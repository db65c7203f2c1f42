mod bootstrap;
mod health;

use std::sync::Arc;
use std::time::Duration;

use anyhow::Result;
use punchclock_core::config::{AppConfig, LoadOptions};
use tracing_subscriber::EnvFilter;

fn init_logging(config: &AppConfig) {
    use punchclock_core::config::LogFormat::*;

    // `RUST_LOG` wins over the configured level when set.
    let filter = EnvFilter::try_from_default_env()
        .or_else(|_| EnvFilter::try_new(&config.logging.level))
        .unwrap_or_else(|_| EnvFilter::new("info"));

    match config.logging.format {
        Compact => {
            tracing_subscriber::fmt().with_target(false).with_env_filter(filter).compact().init();
        }
        Pretty => {
            tracing_subscriber::fmt().with_target(false).with_env_filter(filter).pretty().init();
        }
        Json => {
            tracing_subscriber::fmt().with_target(false).with_env_filter(filter).json().init();
        }
    }
}

#[tokio::main]
async fn main() -> Result<()> {
    run().await
}

pub async fn run() -> Result<()> {
    // Load config and initialize logging before any other operations
    let config = AppConfig::load(LoadOptions::default())?;
    init_logging(&config);

    let app = bootstrap::bootstrap_with_config(config).await?;

    health::spawn(
        &app.config.server.bind_address,
        app.config.server.health_check_port,
        app.ledger.store(),
    )
    .await?;

    app.panels.post_all(&app.config.attendance.worker_channels).await;

    let runner = Arc::clone(&app.slack_runner);
    let socket_task = tokio::spawn(async move { runner.start().await });

    tracing::info!(
        event_name = "system.server.started",
        correlation_id = "bootstrap",
        worker_channels = app.config.attendance.worker_channels.len(),
        ranking_channel = %app.config.ranking.channel_id,
        "punchclock-server started"
    );

    tokio::select! {
        result = socket_task => {
            match result {
                Ok(Ok(())) => tracing::warn!(
                    event_name = "system.server.socket_stopped",
                    correlation_id = "runtime",
                    "socket mode runner stopped; no more interactions will be received"
                ),
                Ok(Err(error)) => return Err(error),
                Err(join_error) => return Err(join_error.into()),
            }
            wait_for_shutdown().await?;
        }
        signal = wait_for_shutdown() => signal?,
    }

    tracing::info!(
        event_name = "system.server.stopping",
        correlation_id = "shutdown",
        "punchclock-server stopping"
    );

    // Taking the ledger lock waits for an in-flight write to land on disk.
    let grace = Duration::from_secs(app.config.server.graceful_shutdown_secs);
    if tokio::time::timeout(grace, app.ledger.open_sessions()).await.is_err() {
        tracing::warn!(
            event_name = "system.server.shutdown_timeout",
            correlation_id = "shutdown",
            grace_secs = grace.as_secs(),
            "ledger still busy after grace period; exiting anyway"
        );
    }

    Ok(())
}

async fn wait_for_shutdown() -> Result<()> {
    tokio::signal::ctrl_c().await?;
    Ok(())
}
= = = =
## What the exercise asks
The answer must restate each entry word for word.

## Task answer
repository db65c7203f2c1f42
mod bootstrap;
mod health;

use std::sync::Arc;
use std::time::Duration;

use anyhow::Result;
use punchclock_core::config::{AppConfig, LoadOptions};
use tracing_subscriber::EnvFilter;

fn init_logging(config: &AppConfig) {
    use punchclock_core::config::LogFormat::*;

    // `RUST_LOG` wins over the configured level when set.
    let filter = EnvFilter::try_from_default_env()
        .or_else(|_| EnvFilter::try_new(&config.logging.level))
        .unwrap_or_else(|_| EnvFilter::new("info"));

    match config.logging.format {
        Compact => {
            tracing_subscriber::fmt().with_target(false).with_env_filter(filter).compact().init();
        }
        Pretty => {
            tracing_subscriber::fmt().with_target(false).with_env_filter(filter).pretty().init();
        }
        Json => {
            tracing_subscriber::fmt().with_target(false).with_env_filter(filter).json().init();
        }
    }
}

#[tokio::main]
async fn main() -> Result<()> {
    run().await
}

pub async fn run() -> Result<()> {
    // Load config and initialize logging before any other operations
    let config = AppConfig::load(LoadOptions::default())?;
    init_logging(&config);

    let app = bootstrap::bootstrap_with_config(config).await?;

    health::spawn(
        &app.config.server.bind_address,
        app.config.server.health_check_port,
        app.ledger.store(),
    )
    .await?;

    app.panels.post_all(&app.config.attendance.worker_channels).await;

    let runner = Arc::clone(&app.slack_runner);
    let socket_task = tokio::spawn(async move { runner.start().await });

    tracing::info!(
        event_name = "system.server.started",
        correlation_id = "bootstrap",
        worker_channels = app.config.attendance.worker_channels.len(),
        ranking_channel = %app.config.ranking.channel_id,
        "punchclock-server started"
    );

    tokio::select! {
        result = socket_task => {
            match result {
                Ok(Ok(())) => tracing::warn!(
                    event_name = "system.server.socket_stopped",
                    correlation_id = "runtime",
                    "socket mode runner stopped; no more interactions will be received"
                ),
                Ok(Err(error)) => return Err(error),
                Err(join_error) => return Err(join_error.into()),
            }
            wait_for_shutdown().await?;
        }
        signal = wait_for_shutdown() => signal?,
    }

    tracing::info!(
        event_name = "system.server.stopping",
        correlation_id = "shutdown",
        "punchclock-server stopping"
    );

    // Taking the ledger lock waits for an in-flight write to land on disk.
    let grace = Duration::from_secs(app.config.server.graceful_shutdown_secs);
    if tokio::time::timeout(grace, app.ledger.open_sessions()).await.is_err() {
        tracing::warn!(
            event_name = "system.server.shutdown_timeout",
            correlation_id = "shutdown",
            grace_secs = grace.as_secs(),
            "ledger still busy after grace period; exiting anyway"
        );
    }

    Ok(())
}

async fn wait_for_shutdown() -> Result<()> {
    tokio::signal::ctrl_c().await?;
    Ok(())
}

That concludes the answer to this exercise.